Pursuant to a written agreement ("the contract") between the
parties the plaintiff, who is an accountant, began working for
the appellant, which is a private company, on 27 January 1992.
In terms of Clause 1 of the contract the employment was for a
period of 2 years. Clause 9 of the contract was in the following
terms:-
"You shall be under probation for a period of 3 months from the

2
date of joining and during this period notice of at least 30 days is required for the termination of this contract. Thereafter notice of at least 90 clear days is required,-"
By letter dated 31 July 1992 the defendant gave the
plaintiff notice -
"according to our written
agreement of employment  of 3
months effective today, to terminate your services."
In the Court below the plaintiff sued the defendant, under CLAIM I, CLAIM II, CLAIM III and CLAIM IV, for payment of four different sums of money. All four such claims, so pleaded the plaintiff, were "due and payable under the contract." The defendant resisted the action which came before ABOAGYE J. Having heard evidence and argument thereon, the learned Judge dismissed the first, third and fourth claims. The plaintiff's CLAIM II, which related to payment of a gratuity, succeeded, albeit in an amount rather less than that claimed. Having regard to the plaintiff's limited success the trial Court ordered each party to bear his or its own costs.
Relevant to CLAIM II was clause 3 of the contract which
provided as follows:-

3
"After the successful completion of 2 years employment you [the plaintiff] will be entitled to a gratuity of 25% of your basic salary;"
In its judgment the Court below held that as a result of the
defendant's letter dated 31 July 1992, in which it had
terminated the plaintiff's services -
"the plaintiff's appointment with the defendant had come to an end on 31st October, 1992 through no fault of his."
In this connection, so reasoned the learned Judge -
"it was the defendant who
rendered it impossible for the
plaintiff to complete the two
years service by terminating his
appointment
      "
and he invoked against the defendant the doctrine of fictional
fulfilment.

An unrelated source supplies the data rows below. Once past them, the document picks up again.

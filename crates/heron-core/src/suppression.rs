//! Suppression taxonomy and per-event dispositions.
//!
//! Every delta that does not produce a packet is attributed to exactly one
//! named reason, so downstream audits can answer "why did this edit produce
//! no action". Reasons split into two families: conservative no-ops
//! (malformed shape, or nothing substantive to act on) and suppressions
//! (an active guard gated a live candidate).

use serde::{Deserialize, Serialize};
use strum::{Display, EnumIter, EnumString, IntoStaticStr};

/// Why a delta produced no dispatch packet.
#[derive(
    Debug,
    Clone,
    Copy,
    PartialEq,
    Eq,
    PartialOrd,
    Ord,
    Hash,
    Serialize,
    Deserialize,
    Display,
    EnumString,
    EnumIter,
    IntoStaticStr,
)]
#[strum(serialize_all = "snake_case")]
#[serde(rename_all = "snake_case")]
pub enum SuppressionReason {
    /// New-hash field was empty; nothing observable changed.
    EmptyAfterSha,
    /// No previous hash: a brand-new artifact cannot have a delta yet.
    FirstRegistration,
    /// Dedupe key already present in the caller-supplied seen set.
    DuplicateEvent,
    /// No changed-section evidence was supplied.
    MissingChangedSections,
    /// Lineage depth exceeded the cap without a root-event override.
    LineageDepthCapExceeded,
    /// Non-material delta produced by a self-triggering process.
    AntiSelfTriggerNonMaterial,
    /// Non-material repeat of an already-admitted cluster inside the window.
    CooldownNonMaterial,
    /// Non-material delta with nothing to act on.
    NonMaterialDelta,
    /// Source-primary enforcement active but no registry snapshot supplied.
    MissingRegistryForSourcePrimary,
    /// Artifact id absent from the registry (fail closed).
    UnknownArtifact,
    /// Registry marks the artifact inactive.
    InactiveArtifact,
    /// Aggregate/rollup pack edit without an underlying source delta.
    PackWithoutSourceDelta,
    /// Derived/observational artifact class (projection immunity).
    ProjectionImmunity,
    /// Trigger policy does not admit this artifact.
    TriggerPolicyBlocked,
}

impl SuppressionReason {
    /// No-op reasons: the event either never became an admission candidate
    /// or carried nothing to act on. Everything else is an active guard
    /// suppressing a live candidate.
    pub fn is_noop(&self) -> bool {
        matches!(
            self,
            Self::EmptyAfterSha
                | Self::FirstRegistration
                | Self::MissingChangedSections
                | Self::NonMaterialDelta
        )
    }
}

/// Outcome of running one event through the gate pipeline.
#[derive(Debug, Clone, Copy, PartialEq, Eq)]
pub enum Disposition {
    /// Event survived every gate; build a packet.
    Admit,
    /// Conservative no-op: nothing to act on.
    Noop(SuppressionReason),
    /// Candidate was suppressed by an active guard.
    Suppress(SuppressionReason),
}

impl Disposition {
    /// Classify a reason into the disposition family it belongs to.
    pub fn from_reason(reason: SuppressionReason) -> Self {
        if reason.is_noop() {
            Self::Noop(reason)
        } else {
            Self::Suppress(reason)
        }
    }

    /// The attributed reason, if any.
    pub fn reason(&self) -> Option<SuppressionReason> {
        match self {
            Self::Admit => None,
            Self::Noop(reason) | Self::Suppress(reason) => Some(*reason),
        }
    }
}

Accordingly the Court below decided that the
plaintiff was entitled to payment of a gratuity of 25% of his
basic salary for the period 27 January to 30 September 1992.
In considering whether in a particular set of facts there
is room for the application of the equitable principle of
fictional fulfilment, it is necessary to give close attention to
the nature of the contract involved and its precise terms. Thus,
for example, if the parties to a contract of employment, agree

4 in unqualified terms upon a fixed period of service, they are

bound thereby; neither is lawfully entitled to terminate the
contract before the lapse of such period. That, however, is not
the situation in the instant case. From clause 9, whose terms
have already been recited, it is clear that the contract
specifically provides for a termination of the plaintiff's
services within the two years period of employment fixed in
clause 1 thereof.
Counsel for the defendant contended that Clause 9 empowered either party to terminate the contract by notice in the manner therein prescribed. Counsel for the plaintiff conceded that this was the legal position. His concession, so I consider, was correctly made. There is nothing in the contract which suggests that it was the intention of the parties that the right to terminate by notice should be enjoyed only by the plaintiff.
It follows that this was not a case of an employer taking advantage of his own default to the injury of his employee. The defendant was not in default. It did not wrongfully prevent the realisation of the condition. By its notice of 31 July 1992 the

5 defendant was exercising its lawful right. Well knowing that the
defendant had this right, the plaintiff was content to stipulate
for a gratuity which would accrue only upon successful completion
of two years employment. In these circumstances the condition
upon which Clause 3 made payment of the gratuity dependent, could
not be deemed to have been fulfilled against the defendant.
A further difficulty confronting the plaintiff is this. Clause 3 does not provide for the payment of a reduced (pro rata) gratuity payable upon completion of any period of employment less than two years. In an attempt to surmount this obstacle counsel for the plaintiff urged that a tacit agreement to this effect might be inferred from the conduct of the parties. However, such a tacit agreement was neither pleaded nor is it reflected in the evidence adduced at the trial.
It follows that that part of the trial Court's judgment
which upheld the plaintiff's claim for payment of a gratuity
cannot be allowed to stand. In the result the appeal succeeds
with costs. The order of the Court below in respect of CLAIM II
(the gratuity) to the effect that the plaintiff is entitled to

6 judgment in the sum P6,631.00 is set aside. The order of the
Court below that each party will bear his or its own costs is
also set aside. In substitution of the aforementioned two orders
the following orders will issue:-
"(1) The plaintiff's Claim II for payment of a gratuity is dismissed.
(2) The plaintiff will bear the defendant's costs of the action."

Ujfc
Delivered in open court this ...V.V-: day of July, 1995
G.G. HOEXTER J.A.
I agree.         ....
A.N.E. AMISSAH
I agree.        
J.H.STEYN J.A.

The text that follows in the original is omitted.